//! Search-select: drive a searchable dropdown component.
//!
//! Searchable dropdowns (`ak-search-select` and friends) render a text input
//! inside their shadow root and fetch matching options asynchronously after
//! each keystroke. Selecting one reliably means:
//!
//! 1. find the component (container) and the text input inside it,
//! 2. focus it, clear it, and type the filter text,
//! 3. poll until a displayed option whose label satisfies the filter shows up,
//! 4. click that option.
//!
//! The option template carries both the element part and the filter, e.g.
//! `button*=default` selects the first displayed `button` whose label
//! contains `default`.

use std::time::Duration;
use tracing::{debug, info};

use crate::driver::{ElementHandle, SearchScope};
use crate::locator::{resolve_selector, roots_of, Locator};
use crate::result::{PierceError, PierceResult};
use crate::selector::{normalize_label, quote_css_string, OptionTemplate, Selector, TextMatch};
use crate::session::Session;
use crate::wait::{Probe, WaitOptions};

/// The option that was clicked
#[derive(Debug, Clone, PartialEq, Eq)]
pub struct SelectedOption {
    /// Handle of the clicked option
    pub element: ElementHandle,
    /// Its normalized label
    pub label: String,
    /// Time spent waiting for it to render
    pub elapsed: Duration,
    /// Option list evaluations
    pub attempts: u32,
}

/// A configured search-select interaction
#[derive(Debug, Clone, PartialEq, Eq)]
pub struct SearchSelect {
    container: String,
    input_name: String,
    option_template: String,
    options_within: Option<String>,
    wait: Option<WaitOptions>,
}

impl SearchSelect {
    /// `container` locates the component, `input_name` names its text input,
    /// `option_template` is `css*=text` or `css=text`
    #[must_use]
    pub fn new(
        container: impl Into<String>,
        input_name: impl Into<String>,
        option_template: impl Into<String>,
    ) -> Self {
        Self {
            container: container.into(),
            input_name: input_name.into(),
            option_template: option_template.into(),
            options_within: None,
            wait: None,
        }
    }

    /// Look for options under this element instead of the whole document
    #[must_use]
    pub fn options_within(mut self, selector: impl Into<String>) -> Self {
        self.options_within = Some(selector.into());
        self
    }

    /// Override the session's search wait bounds
    #[must_use]
    pub const fn with_wait(mut self, wait: WaitOptions) -> Self {
        self.wait = Some(wait);
        self
    }

    /// Container selector
    #[must_use]
    pub fn container(&self) -> &str {
        &self.container
    }

    /// Input `name` attribute
    #[must_use]
    pub fn input_name(&self) -> &str {
        &self.input_name
    }

    /// Option template as written
    #[must_use]
    pub fn option_template(&self) -> &str {
        &self.option_template
    }

    /// Selector for the component's text input, relative to the container.
    ///
    /// Only an input carrying `name="<input_name>"` qualifies; other inputs
    /// in the component are never typed into.
    #[must_use]
    pub fn input_selector(&self) -> String {
        format!(">>>input[name={}]", quote_css_string(&self.input_name))
    }

    /// Run the interaction once.
    ///
    /// # Errors
    ///
    /// - [`PierceError::InvalidSelector`] for a malformed template, before
    ///   anything is typed
    /// - [`PierceError::NotFound`] when the container or its input is absent
    /// - [`PierceError::NoMatch`] when options rendered but none satisfied the
    ///   filter within the wait
    /// - [`PierceError::Timeout`] when no option rendered at all
    pub async fn run(&self, session: &Session) -> PierceResult<SelectedOption> {
        let template = OptionTemplate::parse(&self.option_template)?;
        let option_selector = match self.options_within {
            Some(_) => template.selector().clone(),
            None => template.selector().clone().piercing(),
        };
        let wait = self.wait.unwrap_or(session.config().search);

        let container = Locator::new(self.container.as_str()).resolve1(session).await?;
        let input = Locator::new(self.input_selector())
            .within(container.clone())
            .resolve1(session)
            .await?;

        let filter = template.filter_text();
        debug!(container = %container, input = %input, filter, "typing search filter");
        let driver = session.driver();
        driver.click(&input).await?;
        driver.clear_value(&input).await?;
        driver.set_value(&input, filter).await?;

        let waited_for = format!(
            "option {} matching {:?}",
            option_selector.raw(),
            template.text().text()
        );
        let this = self;
        let selector = &option_selector;
        let text = template.text();
        let outcome = session
            .waiter()
            .wait_until(&waited_for, &wait, move || async move {
                let Some(roots) = this.option_roots(session).await? else {
                    return Ok(Probe::Pending("option container not rendered".to_string()));
                };
                let candidates = displayed_options(session, roots, selector).await?;
                match candidates.iter().find(|(_, label)| text.matches(label)) {
                    Some((element, label)) => Ok(Probe::Ready((element.clone(), label.clone()))),
                    None if candidates.is_empty() => {
                        Ok(Probe::Pending("no option displayed".to_string()))
                    }
                    None => Ok(Probe::Pending(format!(
                        "{} option(s) displayed, none matching: {:?}",
                        candidates.len(),
                        labels(&candidates)
                    ))),
                }
            })
            .await;

        let outcome = match outcome {
            Ok(outcome) => outcome,
            Err(timeout @ PierceError::Timeout { .. }) => {
                return Err(self.classify_timeout(session, selector, text, timeout).await);
            }
            Err(e) => return Err(e),
        };

        let (element, label) = outcome.value;
        driver.click(&element).await?;
        info!(
            container = %self.container,
            option = %element,
            label = %label,
            elapsed_ms = outcome.elapsed.as_millis() as u64,
            attempts = outcome.attempts,
            "search-select picked option"
        );
        Ok(SelectedOption {
            element,
            label,
            elapsed: outcome.elapsed,
            attempts: outcome.attempts,
        })
    }

    /// Roots to search for options; `None` while the options container is absent
    async fn option_roots(&self, session: &Session) -> PierceResult<Option<Vec<SearchScope>>> {
        let Some(within) = &self.options_within else {
            return Ok(Some(vec![SearchScope::Document]));
        };
        match Locator::new(within.as_str()).resolve1(session).await {
            Ok(root) => Ok(Some(roots_of(session.driver(), Some(&root)).await?)),
            Err(e) if e.is_not_found() => Ok(None),
            Err(e) => Err(e),
        }
    }

    /// Tell "options rendered but none matched" apart from "nothing rendered"
    async fn classify_timeout(
        &self,
        session: &Session,
        selector: &Selector,
        text: &TextMatch,
        timeout: PierceError,
    ) -> PierceError {
        let snapshot = match self.option_roots(session).await {
            Ok(Some(roots)) => displayed_options(session, roots, selector).await,
            Ok(None) => Ok(Vec::new()),
            Err(e) => Err(e),
        };
        match snapshot {
            Ok(candidates) if !candidates.is_empty() => PierceError::NoMatch {
                selector: self.option_template.clone(),
                filter: text.text().to_string(),
                seen: labels(&candidates),
            },
            _ => timeout,
        }
    }
}

/// Displayed elements matching `selector`, with normalized labels
async fn displayed_options(
    session: &Session,
    roots: Vec<SearchScope>,
    selector: &Selector,
) -> PierceResult<Vec<(ElementHandle, String)>> {
    let driver = session.driver();
    let matches = resolve_selector(driver, roots, selector).await?.into_matches();
    let mut out = Vec::with_capacity(matches.len());
    for element in matches {
        // options re-render while the filter applies; skip ones that vanished
        let shown = match driver.is_displayed(&element).await {
            Ok(shown) => shown,
            Err(PierceError::StaleElement { .. }) => continue,
            Err(e) => return Err(e),
        };
        if !shown {
            continue;
        }
        let label = match driver.text(&element).await {
            Ok(text) => normalize_label(&text),
            Err(PierceError::StaleElement { .. }) => continue,
            Err(e) => return Err(e),
        };
        out.push((element, label));
    }
    Ok(out)
}

fn labels(candidates: &[(ElementHandle, String)]) -> Vec<String> {
    candidates.iter().map(|(_, label)| label.clone()).collect()
}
+ + +
*Exercise brief*. If a line of the records includes the string "when", copy it out.

*Reply*.
    /// - [`PierceError::NotFound`] when the container or its input is absent
    /// - [`PierceError::NoMatch`] when options rendered but none satisfied the
    /// - [`PierceError::Timeout`] when no option rendered at all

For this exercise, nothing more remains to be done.